Medical-grade face masks rather than cloth coverings could become mandatory in a number of European countries to help contain the rapid spread of highly contagious Covid variants first identified in the UK and South Africa.
Angela Merkel and the leaders of Germany’s 16 states agreed on Tuesday that either single-use surgical FFP1 masks or more protective FFP2 filtering facepiece respirators should be worn in the workplace, on public transport and in shops.
The French government is considering whether to adopt formal advice from its health advisory committee to make so-called clinical masks mandatory, because even multi-layer fabric masks do not offer enough protection against the new strains.
Merkel said the threat of the B117 coronavirus variant first discovered in Britain was a key factor behind the German government’s decision to extend and tighten lockdown measures, saying the country faced “British conditions” if it failed to stop its spread. Schools and nurseries as well as non-essential shops and hairdressers will remain closed in Germany until at least 14 February.
“If we get British conditions, we would not be talking about whether schools should open or not, but about ambulances and overcrowded hospitals,” Merkel said. “But if all the rules are kept to, we have a fair chance.”
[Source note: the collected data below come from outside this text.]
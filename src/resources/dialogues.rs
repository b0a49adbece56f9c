//! Dialogue administration

use crate::cache::QueryKey;
use crate::context::Context;
use crate::error::Error;
use crate::models::{Dialogue, DialogueDraft};
use crate::response::{unwrap_list, unwrap_object};

const RESOURCE: &str = "dialogues";

/// Client for `/admin/dialogues`
pub struct DialoguesClient {
    ctx: Context,
}

impl DialoguesClient {
    pub(crate) fn new(ctx: Context) -> Self {
        Self { ctx }
    }

    /// Cache key for the dialogue listing of one language
    pub fn list_key(language_id: i64) -> QueryKey {
        QueryKey::list(RESOURCE).with_param("languageId", language_id)
    }

    /// List the dialogues of a language (cached)
    pub async fn list(&self, language_id: i64) -> Result<Vec<Dialogue>, Error> {
        let ctx = self.ctx.clone();
        self.ctx
            .cache
            .get_or_fetch(&Self::list_key(language_id), || {
                let ctx = ctx.clone();
                async move {
                    let mut params = std::collections::HashMap::new();
                    params.insert("languageId".to_string(), language_id.to_string());
                    let envelope = ctx
                        .get("/admin/dialogues")
                        .query(params)
                        .execute_api()
                        .await?;
                    unwrap_list(&envelope, "dialogues")
                }
            })
            .await
    }

    /// Create a dialogue
    pub async fn create(&self, draft: DialogueDraft) -> Result<Dialogue, Error> {
        let language_id = draft.language_id;
        let ctx = self.ctx.clone();
        let op = async move {
            let envelope = ctx
                .post("/admin/dialogues")
                .json(&draft)?
                .execute_api()
                .await?;
            unwrap_object(&envelope, "dialogue")
        };
        self.ctx
            .mutations
            .run(op, &[Self::list_key(language_id)], "Dialogue created")
            .await
    }

    /// Update a dialogue
    pub async fn update(&self, id: i64, draft: DialogueDraft) -> Result<Dialogue, Error> {
        let language_id = draft.language_id;
        let ctx = self.ctx.clone();
        let op = async move {
            let envelope = ctx
                .put(&format!("/admin/dialogues/{}", id))
                .json(&draft)?
                .execute_api()
                .await?;
            unwrap_object(&envelope, "dialogue")
        };
        self.ctx
            .mutations
            .run(
                op,
                &[Self::list_key(language_id), QueryKey::detail(RESOURCE, id)],
                "Dialogue updated",
            )
            .await
    }

    /// Delete a dialogue; every cached dialogue listing is invalidated
    pub async fn delete(&self, id: i64) -> Result<(), Error> {
        let ctx = self.ctx.clone();
        let op = async move {
            ctx.delete(&format!("/admin/dialogues/{}", id))
                .execute_api()
                .await?;
            Ok(())
        };
        let result = self.ctx.mutations.run(op, &[], "Dialogue deleted").await;
        if result.is_ok() {
            self.ctx.cache.invalidate_resource(RESOURCE);
        }
        result
    }
}
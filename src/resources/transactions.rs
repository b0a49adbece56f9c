//! Transaction reads and admin amendments

use crate::cache::QueryKey;
use crate::context::Context;
use crate::error::Error;
use crate::models::{Transaction, TransactionUpdate};
use crate::response::{unwrap_list, unwrap_object};

const RESOURCE: &str = "transactions";

/// Client for `/transaction`
pub struct TransactionsClient {
    ctx: Context,
}

impl TransactionsClient {
    pub(crate) fn new(ctx: Context) -> Self {
        Self { ctx }
    }

    /// Cache key for the transaction listing
    pub fn list_key() -> QueryKey {
        QueryKey::list(RESOURCE)
    }

    /// List all transactions (cached)
    pub async fn list(&self) -> Result<Vec<Transaction>, Error> {
        let ctx = self.ctx.clone();
        self.ctx
            .cache
            .get_or_fetch(&Self::list_key(), || {
                let ctx = ctx.clone();
                async move {
                    let envelope = ctx.get("/transaction").execute_api().await?;
                    unwrap_list(&envelope, "transactions")
                }
            })
            .await
    }

    /// Read one transaction (cached)
    pub async fn get(&self, id: i64) -> Result<Transaction, Error> {
        let ctx = self.ctx.clone();
        self.ctx
            .cache
            .get_or_fetch(&QueryKey::detail(RESOURCE, id), || {
                let ctx = ctx.clone();
                async move {
                    let envelope = ctx
                        .get(&format!("/transaction/{}", id))
                        .execute_api()
                        .await?;
                    unwrap_object(&envelope, "transaction")
                }
            })
            .await
    }

    /// Amend a transaction's status or amount
    pub async fn update(&self, id: i64, update: TransactionUpdate) -> Result<Transaction, Error> {
        let ctx = self.ctx.clone();
        let op = async move {
            let envelope = ctx
                .put(&format!("/transaction/{}", id))
                .json(&update)?
                .execute_api()
                .await?;
            unwrap_object(&envelope, "transaction")
        };
        self.ctx
            .mutations
            .run(
                op,
                &[Self::list_key(), QueryKey::detail(RESOURCE, id)],
                "Transaction updated",
            )
            .await
    }

    /// Delete a transaction record
    pub async fn delete(&self, id: i64) -> Result<(), Error> {
        let ctx = self.ctx.clone();
        let op = async move {
            ctx.delete(&format!("/transaction/{}", id))
                .execute_api()
                .await?;
            Ok(())
        };
        let result = self.ctx.mutations.run(op, &[], "Transaction deleted").await;
        if result.is_ok() {
            self.ctx.cache.invalidate_resource(RESOURCE);
        }
        result
    }
}
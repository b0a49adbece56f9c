//! CCL Prep Rust Client Library
//!
//! A Rust client for the CCL Prep practice platform's REST backend, covering
//! the admin and end-user surfaces: languages, dialogues, segments,
//! vocabulary, mock tests, rapid reviews, subscriptions, transactions, and
//! contact messages, plus the auth flows (register, OTP verification,
//! password reset).
//!
//! Reads are served through a keyed remote-resource cache with a freshness
//! window and in-flight deduplication; writes go through a mutation
//! coordinator that invalidates (or optimistically patches) the matching
//! cache entries and raises transient notifications when they settle.

pub mod auth;
pub mod cache;
pub mod config;
mod context;
pub mod error;
pub mod fetch;
pub mod media;
pub mod models;
pub mod mutation;
pub mod notify;
pub mod resources;
pub mod response;

use std::sync::Arc;

use reqwest::Client;

use crate::auth::{Auth, SessionStore};
use crate::cache::QueryCache;
use crate::config::ClientOptions;
use crate::context::Context;
use crate::mutation::MutationCoordinator;
use crate::notify::{LogSink, NotificationSink};
use crate::resources::{
    ContactClient, DialoguesClient, LanguagesClient, MockTestsClient, RapidReviewsClient,
    SegmentsClient, SubscriptionsClient, TransactionsClient, VocabularyClient,
};

/// The main entry point for the CCL Prep client
pub struct CclPrep {
    ctx: Context,
}

impl CclPrep {
    /// Create a new client against a backend base URL
    ///
    /// # Example
    ///
    /// ```
    /// use ccl_prep_client::CclPrep;
    ///
    /// let client = CclPrep::new("https://api.cclprep.example");
    /// ```
    pub fn new(base_url: &str) -> Self {
        Self::new_with_options(base_url, ClientOptions::default())
    }

    /// Create a new client with custom options
    pub fn new_with_options(base_url: &str, options: ClientOptions) -> Self {
        Self::new_with_sink(base_url, options, Arc::new(LogSink))
    }

    /// Create a new client routing notifications into a custom sink
    pub fn new_with_sink(
        base_url: &str,
        options: ClientOptions,
        sink: Arc<dyn NotificationSink>,
    ) -> Self {
        let mut builder = Client::builder();
        if let Some(timeout) = options.request_timeout {
            builder = builder.timeout(timeout);
        }
        let http = builder.build().unwrap_or_default();

        let cache = QueryCache::new(options.stale_time, options.retry_once);
        let mutations = MutationCoordinator::new(cache.clone(), sink.clone());
        let session = SessionStore::new();

        let ctx = Context {
            http,
            base_url: base_url.trim_end_matches('/').to_string(),
            options,
            session,
            cache,
            mutations,
            sink,
        };

        Self { ctx }
    }

    /// The auth client for registration, OTP verification, and sign-in
    pub fn auth(&self) -> Auth {
        Auth::new(self.ctx.clone())
    }

    /// Language administration
    pub fn languages(&self) -> LanguagesClient {
        LanguagesClient::new(self.ctx.clone())
    }

    /// Dialogue administration
    pub fn dialogues(&self) -> DialoguesClient {
        DialoguesClient::new(self.ctx.clone())
    }

    /// Segment administration
    pub fn segments(&self) -> SegmentsClient {
        SegmentsClient::new(self.ctx.clone())
    }

    /// Vocabulary CRUD
    pub fn vocabulary(&self) -> VocabularyClient {
        VocabularyClient::new(self.ctx.clone())
    }

    /// Mock test CRUD
    pub fn mock_tests(&self) -> MockTestsClient {
        MockTestsClient::new(self.ctx.clone())
    }

    /// Rapid review CRUD
    pub fn rapid_reviews(&self) -> RapidReviewsClient {
        RapidReviewsClient::new(self.ctx.clone())
    }

    /// Subscription reads and cancellation
    pub fn subscriptions(&self) -> SubscriptionsClient {
        SubscriptionsClient::new(self.ctx.clone())
    }

    /// Transaction reads and amendments
    pub fn transactions(&self) -> TransactionsClient {
        TransactionsClient::new(self.ctx.clone())
    }

    /// Contact message listing and deletion
    pub fn contact(&self) -> ContactClient {
        ContactClient::new(self.ctx.clone())
    }

    /// The shared query cache (read, invalidate, or subscribe to events)
    pub fn cache(&self) -> &QueryCache {
        &self.ctx.cache
    }

    /// The shared session store
    pub fn session(&self) -> &SessionStore {
        &self.ctx.session
    }
}

/// A convenience module for common imports
pub mod prelude {
    pub use crate::cache::{CacheEvent, QueryKey};
    pub use crate::config::ClientOptions;
    pub use crate::error::Error;
    pub use crate::notify::{Notification, NotificationSink, Severity};
    pub use crate::CclPrep;
}
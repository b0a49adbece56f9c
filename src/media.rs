//! Audio playback and recording state
//!
//! Playback enforces one invariant: at most one handle is playing at any
//! instant within a controller. Starting playback on a new key pauses and
//! rewinds whatever was playing first. The handle itself is a trait so the
//! controller works against any audio backend (or a test double).

use std::collections::HashMap;
use std::fmt;

use log::debug;

use crate::error::Error;

/// A live audio playback handle
pub trait AudioHandle {
    fn play(&mut self);
    fn pause(&mut self);
    /// Rewind to the start of the clip
    fn seek_start(&mut self);
}

/// Addresses one audio clip of one entity (e.g. segment 7, suggested slot)
#[derive(Debug, Clone, PartialEq, Eq, Hash)]
pub struct PlaybackKey {
    pub entity_id: i64,
    pub slot: String,
}

impl PlaybackKey {
    pub fn new(entity_id: i64, slot: &str) -> Self {
        Self {
            entity_id,
            slot: slot.to_string(),
        }
    }
}

impl fmt::Display for PlaybackKey {
    fn fmt(&self, f: &mut fmt::Formatter<'_>) -> fmt::Result {
        write!(f, "{}_{}", self.entity_id, self.slot)
    }
}

/// Single-playback controller: {Idle, Playing(key)}
pub struct Playback<H: AudioHandle> {
    handles: HashMap<PlaybackKey, H>,
    playing: Option<PlaybackKey>,
}

impl<H: AudioHandle> Default for Playback<H> {
    fn default() -> Self {
        Self::new()
    }
}

impl<H: AudioHandle> Playback<H> {
    pub fn new() -> Self {
        Self {
            handles: HashMap::new(),
            playing: None,
        }
    }

    /// Register (or replace) the handle for a key
    pub fn register(&mut self, key: PlaybackKey, handle: H) {
        self.handles.insert(key, handle);
    }

    /// Start playback for a key, stopping and rewinding any current playback
    pub fn start(&mut self, key: &PlaybackKey) -> Result<(), Error> {
        if self.playing.as_ref() == Some(key) {
            return Ok(());
        }

        if let Some(previous) = self.playing.take() {
            if let Some(handle) = self.handles.get_mut(&previous) {
                handle.pause();
                handle.seek_start();
            }
        }

        let handle = self
            .handles
            .get_mut(key)
            .ok_or_else(|| Error::general(format!("No audio handle registered for {}", key)))?;
        handle.play();
        debug!("playback start: {}", key);
        self.playing = Some(key.clone());
        Ok(())
    }

    /// Pause the current playback, if any, leaving its position intact
    pub fn stop(&mut self) {
        if let Some(current) = self.playing.take() {
            if let Some(handle) = self.handles.get_mut(&current) {
                handle.pause();
            }
            debug!("playback stop: {}", current);
        }
    }

    /// A clip reached its natural end
    pub fn on_ended(&mut self, key: &PlaybackKey) {
        if self.playing.as_ref() == Some(key) {
            self.playing = None;
        }
    }

    /// Whether this exact key is the one currently playing
    pub fn is_playing(&self, key: &PlaybackKey) -> bool {
        self.playing.as_ref() == Some(key)
    }

    /// The currently playing key, if any
    pub fn current(&self) -> Option<&PlaybackKey> {
        self.playing.as_ref()
    }
}

/// A microphone capture device
pub trait CaptureDevice {
    fn start(&mut self) -> Result<(), Error>;
    /// Release the device; must be safe to call exactly once after `start`
    fn release(&mut self);
}

/// A finished recording, ready for multipart upload
#[derive(Debug, Clone, PartialEq)]
pub struct RecordedClip {
    pub data: Vec<u8>,
    pub mime_type: String,
    pub file_name: String,
}

/// Buffers captured audio chunks into one uploadable clip.
///
/// The device is released as soon as recording stops, whatever happens to the
/// clip afterwards (upload success or failure included).
pub struct Recorder<D: CaptureDevice> {
    device: Option<D>,
    chunks: Vec<Vec<u8>>,
    mime_type: String,
}

impl<D: CaptureDevice> Recorder<D> {
    /// Acquire the device and start capturing
    pub fn start(mut device: D, mime_type: &str) -> Result<Self, Error> {
        device.start()?;
        Ok(Self {
            device: Some(device),
            chunks: Vec::new(),
            mime_type: mime_type.to_string(),
        })
    }

    /// Buffer one captured chunk
    pub fn push_chunk(&mut self, chunk: Vec<u8>) {
        self.chunks.push(chunk);
    }

    /// Stop capturing: release the device and assemble the buffered chunks
    /// into a single clip. The device is released even when nothing was
    /// captured.
    pub fn finish(mut self, file_name: &str) -> RecordedClip {
        if let Some(mut device) = self.device.take() {
            device.release();
        }

        let mut data = Vec::new();
        for chunk in self.chunks.drain(..) {
            data.extend_from_slice(&chunk);
        }

        RecordedClip {
            data,
            mime_type: self.mime_type.clone(),
            file_name: file_name.to_string(),
        }
    }
}
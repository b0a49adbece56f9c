//! Local text-search filtering over cached collections
//!
//! Purely client-side: filters the currently cached snapshot, never the
//! server. Case-insensitive substring match across the fields the caller
//! exposes.

/// Filter cached rows by a search string.
///
/// An empty (or whitespace-only) query keeps every row. Matching is a
/// case-insensitive substring test against any of the strings `fields`
/// extracts from a row.
pub fn search<T: Clone, F>(rows: &[T], query: &str, fields: F) -> Vec<T>
where
    F: Fn(&T) -> Vec<String>,
{
    let needle = query.trim().to_lowercase();
    if needle.is_empty() {
        return rows.to_vec();
    }

    rows.iter()
        .filter(|row| {
            fields(row)
                .iter()
                .any(|field| field.to_lowercase().contains(&needle))
        })
        .cloned()
        .collect()
}
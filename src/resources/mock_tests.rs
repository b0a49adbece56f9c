//! Mock test CRUD
//!
//! A mock test pairs two dialogues. The pair must differ; that check runs
//! locally before any request is dispatched.

use std::collections::HashMap;

use crate::cache::QueryKey;
use crate::context::Context;
use crate::error::Error;
use crate::models::{MockTest, MockTestDraft};
use crate::response::{unwrap_list, unwrap_object};

const RESOURCE: &str = "mockTests";

/// Client for `/mockTest`
pub struct MockTestsClient {
    ctx: Context,
}

impl MockTestsClient {
    pub(crate) fn new(ctx: Context) -> Self {
        Self { ctx }
    }

    /// Cache key for one user's mock tests in one language
    pub fn list_key(user_id: i64, language_id: i64) -> QueryKey {
        QueryKey::list(RESOURCE)
            .with_param("userId", user_id)
            .with_param("languageId", language_id)
    }

    /// List mock tests for a user and language (cached)
    pub async fn list(&self, user_id: i64, language_id: i64) -> Result<Vec<MockTest>, Error> {
        let ctx = self.ctx.clone();
        self.ctx
            .cache
            .get_or_fetch(&Self::list_key(user_id, language_id), || {
                let ctx = ctx.clone();
                async move {
                    let mut params = HashMap::new();
                    params.insert("userId".to_string(), user_id.to_string());
                    params.insert("languageId".to_string(), language_id.to_string());
                    let envelope = ctx.get("/mockTest").query(params).execute_api().await?;
                    unwrap_list(&envelope, "mockTests")
                }
            })
            .await
    }

    /// Create a mock test
    pub async fn create(&self, user_id: i64, draft: MockTestDraft) -> Result<MockTest, Error> {
        self.ensure_distinct_dialogues(&draft)?;

        let language_id = draft.language_id;
        let ctx = self.ctx.clone();
        let op = async move {
            let envelope = ctx.post("/mockTest").json(&draft)?.execute_api().await?;
            unwrap_object(&envelope, "mockTest")
        };
        self.ctx
            .mutations
            .run(
                op,
                &[Self::list_key(user_id, language_id)],
                "Mock test created",
            )
            .await
    }

    /// Update a mock test
    pub async fn update(
        &self,
        id: i64,
        user_id: i64,
        draft: MockTestDraft,
    ) -> Result<MockTest, Error> {
        self.ensure_distinct_dialogues(&draft)?;

        let language_id = draft.language_id;
        let ctx = self.ctx.clone();
        let op = async move {
            let envelope = ctx
                .patch(&format!("/mockTest/{}", id))
                .json(&draft)?
                .execute_api()
                .await?;
            unwrap_object(&envelope, "mockTest")
        };
        self.ctx
            .mutations
            .run(
                op,
                &[
                    Self::list_key(user_id, language_id),
                    QueryKey::detail(RESOURCE, id),
                ],
                "Mock test updated",
            )
            .await
    }

    /// Delete a mock test
    pub async fn delete(&self, id: i64, user_id: i64, language_id: i64) -> Result<(), Error> {
        let ctx = self.ctx.clone();
        let op = async move {
            ctx.delete(&format!("/mockTest/{}", id))
                .execute_api()
                .await?;
            Ok(())
        };
        self.ctx
            .mutations
            .run(
                op,
                &[Self::list_key(user_id, language_id)],
                "Mock test deleted",
            )
            .await
    }

    /// Cross-field check: the two dialogues of a mock test must differ.
    /// Short-circuits locally; no request is sent on failure.
    fn ensure_distinct_dialogues(&self, draft: &MockTestDraft) -> Result<(), Error> {
        if draft.dialogue_id == draft.dialogue_id_2 {
            return self
                .ctx
                .fail_validation("A mock test needs two different dialogues");
        }
        Ok(())
    }
}
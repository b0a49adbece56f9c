//! HTTP client abstraction for making requests to the CCL Prep backend

use reqwest::header::{HeaderMap, HeaderValue};
use reqwest::multipart::Form;
use reqwest::{Client, Method, RequestBuilder};
use serde::Serialize;
use std::collections::HashMap;
use url::Url;

use crate::error::Error;
use crate::response::ApiEnvelope;

/// Helper for building and executing HTTP requests
pub struct FetchBuilder<'a> {
    client: &'a Client,
    url: String,
    method: Method,
    headers: HeaderMap,
    query_params: Option<HashMap<String, String>>,
    body: Option<Vec<u8>>,
    multipart: Option<Form>,
}

impl<'a> FetchBuilder<'a> {
    /// Create a new FetchBuilder
    pub fn new(client: &'a Client, url: &str, method: Method) -> Self {
        Self {
            client,
            url: url.to_string(),
            method,
            headers: HeaderMap::new(),
            query_params: None,
            body: None,
            multipart: None,
        }
    }

    /// Add a header to the request
    pub fn header(mut self, name: &'static str, value: &str) -> Self {
        if let Ok(value) = HeaderValue::from_str(value) {
            self.headers.insert(name, value);
        }
        self
    }

    /// Add bearer token authentication to the request
    pub fn bearer_auth(self, token: &str) -> Self {
        self.header("Authorization", &format!("Bearer {}", token))
    }

    /// Add query parameters to the request
    pub fn query(mut self, params: HashMap<String, String>) -> Self {
        self.query_params = Some(params);
        self
    }

    /// Add a JSON body to the request
    pub fn json<T: Serialize>(mut self, body: &T) -> Result<Self, Error> {
        let json = serde_json::to_vec(body)?;
        self.body = Some(json);
        self.headers
            .insert("Content-Type", HeaderValue::from_static("application/json"));
        Ok(self)
    }

    /// Attach a multipart form body (audio uploads)
    pub fn multipart(mut self, form: Form) -> Self {
        self.multipart = Some(form);
        self
    }

    /// Build the request
    fn build(self) -> Result<RequestBuilder, Error> {
        let mut url = Url::parse(&self.url)?;

        if let Some(params) = &self.query_params {
            let mut query_pairs = url.query_pairs_mut();
            for (key, value) in params {
                query_pairs.append_pair(key, value);
            }
        }

        let mut req = self.client.request(self.method, url.as_str());
        req = req.headers(self.headers);

        if let Some(form) = self.multipart {
            req = req.multipart(form);
        } else if let Some(body) = self.body {
            req = req.body(body);
        }

        Ok(req)
    }

    /// Execute the request and parse the `{success, message, data}` envelope.
    ///
    /// A non-2xx status or a `success: false` envelope becomes `Error::Api`
    /// carrying whatever message the server included.
    pub async fn execute_api(self) -> Result<ApiEnvelope, Error> {
        let req = self.build()?;
        let response = req.send().await?;
        let status = response.status();
        let text = response.text().await?;

        if !status.is_success() {
            let message = serde_json::from_str::<ApiEnvelope>(&text)
                .ok()
                .and_then(|env| env.message)
                .unwrap_or_else(|| text.clone());
            return Err(Error::api(status.as_u16(), message));
        }

        let envelope: ApiEnvelope = serde_json::from_str(&text)?;
        if !envelope.success {
            return Err(Error::api(status.as_u16(), envelope.message_or_empty()));
        }

        Ok(envelope)
    }

    /// Execute the request and return the raw response
    pub async fn execute_raw(self) -> Result<reqwest::Response, Error> {
        let req = self.build()?;
        let response = req.send().await?;
        Ok(response)
    }
}

/// Helper for creating HTTP requests
pub struct Fetch;

impl Fetch {
    /// Create a GET request
    pub fn get<'a>(client: &'a Client, url: &str) -> FetchBuilder<'a> {
        FetchBuilder::new(client, url, Method::GET)
    }

    /// Create a POST request
    pub fn post<'a>(client: &'a Client, url: &str) -> FetchBuilder<'a> {
        FetchBuilder::new(client, url, Method::POST)
    }

    /// Create a PUT request
    pub fn put<'a>(client: &'a Client, url: &str) -> FetchBuilder<'a> {
        FetchBuilder::new(client, url, Method::PUT)
    }

    /// Create a PATCH request
    pub fn patch<'a>(client: &'a Client, url: &str) -> FetchBuilder<'a> {
        FetchBuilder::new(client, url, Method::PATCH)
    }

    /// Create a DELETE request
    pub fn delete<'a>(client: &'a Client, url: &str) -> FetchBuilder<'a> {
        FetchBuilder::new(client, url, Method::DELETE)
    }
}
As the Dutch government announced plans for its first nationwide curfew since the second world war, the World Health Organization said on Wednesday that the UK variant had spread to at least 60 countries – 10 more than seven days ago. It said the South African variant, which is also believed to be more transmissible, had been reported in 23 countries and territories.
France’s high council for public health decided at the weekend that many cloth masks – often preferred because they can be washed and reused – did not guarantee protection against the new variants.
Daniel Camus, of the Pasteur Institute in Lille and a member of the council, told French radio on Wednesday: “Category 2 or fabric masks only filter 70%, while category 1 masks, like surgical masks, can go as high as 95% if worn properly.
“As the variant is more easily transmitted, it is logical to use masks with the highest filtering power. We are not questioning the masks used up to now … but as we have no new weapons against the new strains, the only thing we can do is to improve the weapons we already have.”
The UK variant is expected to spread rapidly through France in the coming month, hospital chiefs have said, prompting fears of another strict lockdown and reports that restaurants – closed apart from for takeaways since October – may not reopen until April.
“We know this variant spreads much more quickly and, above all, is more infectious,” said Karine Lacombe, the head of infectious diseases at Paris’s Saint Antoine hospital. “We fear things will become extremely tough, especially in March. On a local level … when the number of admissions in ICU units ramp up, we are probably going to need more restrictive measures than the curfew.”
The seven-day rolling average of new infections in France is at its highest since mid-November. France introduced a national 6pm curfew last week.
The Dutch parliament will be asked to agree to a strict night-time curfew running from 8.30pm to 4.30am from this weekend until at least 9 February, the prime minister, Mark Rutte, has said, and flights from Britain, South Africa and several other countries will be banned from Saturday.
“We do not want to take such a big and drastic decision without parliamentary support,” said Rutte, who is acting in a caretaker capacity after his cabinet resigned last week over a child benefits scandal. “We will get through all this, but first we have to brace ourselves one more time as the British corona variant and other more contagious corona variants are coming our way. We must do our utmost to stay as far ahead of the third wave as possible.”
People will not be allowed out except for childcare, dog walking, or if they are able to provide a document from an employer proving the necessity of their movement. Shops must close by 8.15pm.
As a shortage of vaccines and logistical problems continue to hamper Europe’s national inoculation programmes, Italy said it was preparing to take legal action against Pfizer over delivery delays.
The country received 48,000 vaccines for this week, out of an allocated 397,000, and was left short by 165,000 last week. The US pharmaceutical company angered several EU countries last week after announcing temporary delays in shipments due to a production upgrade aimed at boosting output.
Domenico Arcuri, Italy’s Covid-19 emergency commissioner, said he had the support of regional leaders to take legal action in the coming days. “Protecting the health of Italian citizens is not a negotiable issue,” Arcuri said. “The vaccination programme cannot be slowed down.”